Гапич так и не научился спокойно относиться к своим машинам. С течением времени, по мере того, как он познавал их, он все глубже понимал их умную, компактную силу. Когда они крались тихим ходом, едва перематывая гусеницы, в них появлялось что-то кошачье, а так вот, как сейчас, когда они стремительно катились, покачиваясь сами и покачивая безукоризненными стволами тяжелых повернутых назад орудий, в клубах пыли и отработанной солярки, на одинаковых дистанциях одна от другой — они казались ему легкими и тихими, в их стальных корпусах ровным, непрекращающимся дыханием дышали горячие двигатели, но ни один трак, ни один каток не тосковал об уходе и смазке. Он даже в этом все подавляющем гуле умел на слух различить каждую свою машину. И Гапич гордился этим своим умением, хотя и не демонстрировал его перед людьми. В роте об этом узнали не сразу. На молодых офицеров, которые командовали взводами, на командиров отдельных машин сначала он не произвел должного впечатления. Но они не успели промеж себя окрестить его штатским — вроде «Колхозник» или «Тракторист» — прозвищем: он знал и любил машины. В полку ожидали увидеть обиженного понижением, озлобленного человека, а этого и не было. Гапич был замкнутым, но не ожесточенным. Так он и стал для многих людей — майором Гапичем. Его так называли и за глаза. Слова эти — «майор Гапич» — сделались чем-то вроде имени и отчества…

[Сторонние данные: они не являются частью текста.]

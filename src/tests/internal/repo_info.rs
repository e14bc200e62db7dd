//! 仓库元数据读取：状态码映射、令牌、文件列表转换。

use httpmock::prelude::*;

use crate::auth::HubAuth;
use crate::fetcher::FetchRequest;
use crate::get_snapshot_files;
use crate::hub::enums::RepoType;
use crate::hub::functions::{get_repo_info, RepoRef};
use crate::hub::HubError;
use crate::tests::{
    hub_auth, mock_repo_info, repo_json, sha256_hex, CONFIG, REPO_ID, REVISION_SHA, WEIGHTS,
};

#[tokio::test]
async fn repo_info_lists_siblings() {
    let server = MockServer::start_async().await;
    let mock = mock_repo_info(&server, repo_json(&[&CONFIG, &WEIGHTS]));

    let info = get_repo_info(&hub_auth(&server), &RepoRef::model(REPO_ID, "main"))
        .await
        .unwrap();

    mock.assert();
    assert_eq!(info.id.as_deref(), Some(REPO_ID));
    assert_eq!(info.sha.as_deref(), Some(REVISION_SHA));
    assert_eq!(info.siblings.len(), 2);
    assert!(info.last_modified.is_some());
    let lfs = info.siblings[1].lfs.as_ref().unwrap();
    assert_eq!(lfs.sha256, sha256_hex(WEIGHTS.body));
}

#[tokio::test]
async fn missing_repo_maps_to_not_found() {
    let server = MockServer::start_async().await;
    server.mock(|when, then| {
        when.method(GET).path("/api/models/org/missing/revision/main");
        then.status(404).body(r#"{"error":"Repository not found"}"#);
    });

    let err = get_repo_info(&hub_auth(&server), &RepoRef::model("org/missing", "main"))
        .await
        .unwrap_err();

    match err {
        HubError::RepoNotFound { repo_id, revision } => {
            assert_eq!(repo_id, "org/missing");
            assert_eq!(revision, "main");
        }
        other => panic!("unexpected error: {other:?}"),
    }
}

#[tokio::test]
async fn gated_repo_maps_to_unauthorized() {
    let server = MockServer::start_async().await;
    server.mock(|when, then| {
        when.method(GET).path("/api/models/org/gated/revision/main");
        then.status(401);
    });

    let err = get_repo_info(&hub_auth(&server), &RepoRef::model("org/gated", "main"))
        .await
        .unwrap_err();
    assert!(matches!(err, HubError::Unauthorized { .. }), "{err:?}");
}

#[tokio::test]
async fn server_error_keeps_body() {
    let server = MockServer::start_async().await;
    server.mock(|when, then| {
        when.method(GET).path("/api/models/org/broken/revision/main");
        then.status(500).body("upstream unavailable");
    });

    let err = get_repo_info(&hub_auth(&server), &RepoRef::model("org/broken", "main"))
        .await
        .unwrap_err();
    match err {
        HubError::Status { status, body } => {
            assert_eq!(status.as_u16(), 500);
            assert_eq!(body, "upstream unavailable");
        }
        other => panic!("unexpected error: {other:?}"),
    }
}

#[tokio::test]
async fn token_is_sent_as_bearer() {
    let server = MockServer::start_async().await;
    let mock = server.mock(|when, then| {
        when.method(GET)
            .path("/api/datasets/org/data/revision/v1.0")
            .header("authorization", "Bearer hf_test_token");
        then.status(200)
            .header("content-type", "application/json")
            .json_body(serde_json::json!({ "sha": REVISION_SHA, "siblings": [] }));
    });

    let auth = HubAuth::new(&server.base_url(), Some("hf_test_token")).unwrap();
    let repo = RepoRef {
        repo_type: RepoType::Dataset,
        repo_id: "org/data",
        revision: "v1.0",
    };
    let info = get_repo_info(&auth, &repo).await.unwrap();

    mock.assert();
    assert!(info.siblings.is_empty());
}

#[tokio::test]
async fn files_are_pinned_to_resolved_commit() {
    let server = MockServer::start_async().await;
    mock_repo_info(&server, repo_json(&[&CONFIG, &WEIGHTS]));

    let files = get_snapshot_files(&hub_auth(&server), &FetchRequest::new(REPO_ID, "unused"))
        .await
        .unwrap();

    assert_eq!(files.len(), 2);
    let weights = files
        .iter()
        .find(|f| f.data.relative_path == WEIGHTS.path)
        .unwrap();
    assert_eq!(weights.data.revision, REVISION_SHA);
    assert_eq!(weights.data.name, "diffusion_pytorch_model.bin");
    assert_eq!(weights.data.size, Some(WEIGHTS.body.len() as u64));
    assert_eq!(weights.data.sha256.as_deref(), Some(sha256_hex(WEIGHTS.body).as_str()));
    assert!(weights
        .data
        .url
        .path()
        .ends_with(&format!("/resolve/{REVISION_SHA}/unet/diffusion_pytorch_model.bin")));

    let config = files.iter().find(|f| f.data.relative_path == CONFIG.path).unwrap();
    assert_eq!(config.data.sha256, None);
}

#[tokio::test]
async fn traversal_paths_are_rejected() {
    let server = MockServer::start_async().await;
    server.mock(|when, then| {
        when.method(GET).path(format!("/api/models/{REPO_ID}/revision/main"));
        then.status(200)
            .header("content-type", "application/json")
            .json_body(serde_json::json!({
                "sha": REVISION_SHA,
                "siblings": [{ "rfilename": "../escape.txt", "size": 1 }]
            }));
    });

    let err = get_snapshot_files(&hub_auth(&server), &FetchRequest::new(REPO_ID, "unused"))
        .await
        .unwrap_err();
    assert!(err.to_string().contains("../escape.txt"), "{err}");
}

Они встретились на взгорке. Отсюда хорошо было бы видно все вокруг, если бы не дым… Потом, спустя год, Коршак опять попал на это место и увидел далеко справа недобрый ровный блеск реки, увидел пойму, изуродованную огнем и оттого покрытую какой-то ржавой зеленью. Природа к тому дню еще не одолела бедствия… Но сейчас реки не было видно, только расплывчатой тенью просматривался третий до счету от головной командирской машины танк. Сидоренко разговаривал о офицерами, стоя у брони. Коршак вышел из УАЗа и услышал, как Гапич спросил Сидоренко:
— А танки, танки смогут пройти здесь?
— Другого пути нет. Здесь километра четыре до трассы. Потом семь — по самой трассе до поворота. Затем проселок. Но там выше. Да ведь и так все пересохло.
Никому тогда и в голову не приходило, что вот сейчас, только танки свернут с возвышенности в низину и пойдут по сухой траве, неся над жалкой растительностью, убитой засухой, тяжелые башни, замкнется какой-то странный круг — размышлений, сомнений, предвидения. Люди в танках перейдут какую-то черту, за которой все станет иначе — яснее и проще. И они окажутся за непреодолимой стеной огня. Коршак не придал значения молчанию Гапича, когда тот, выслушав Сидоренко, пустыми глазами глядел перед собой — ни на что и никуда — просто перед собой. А Гапич тогда принимал решение. Он остался один на один со своей совестью, со своей честью. И он подумал, что в жизни человека бывают мгновения, когда никто за него не может решить ничего, а все свое он решать должен сам, не заглядывая вперед, чтобы остаться человеком, не важно, что на тебе — погоны или поношенная, купленная когда-то давно в горпромторговском магазине кожанка. И нет никого во всем человечестве, кто бы помог тебе в твоих раздумьях принять одно единственное решение.
— Хорошо, — сказал Гапич. — Тогда — по машинам. Двух пассажиров для одной роты многовато. Одному из вас надо садиться в этот танк. Идите в «Пахарь».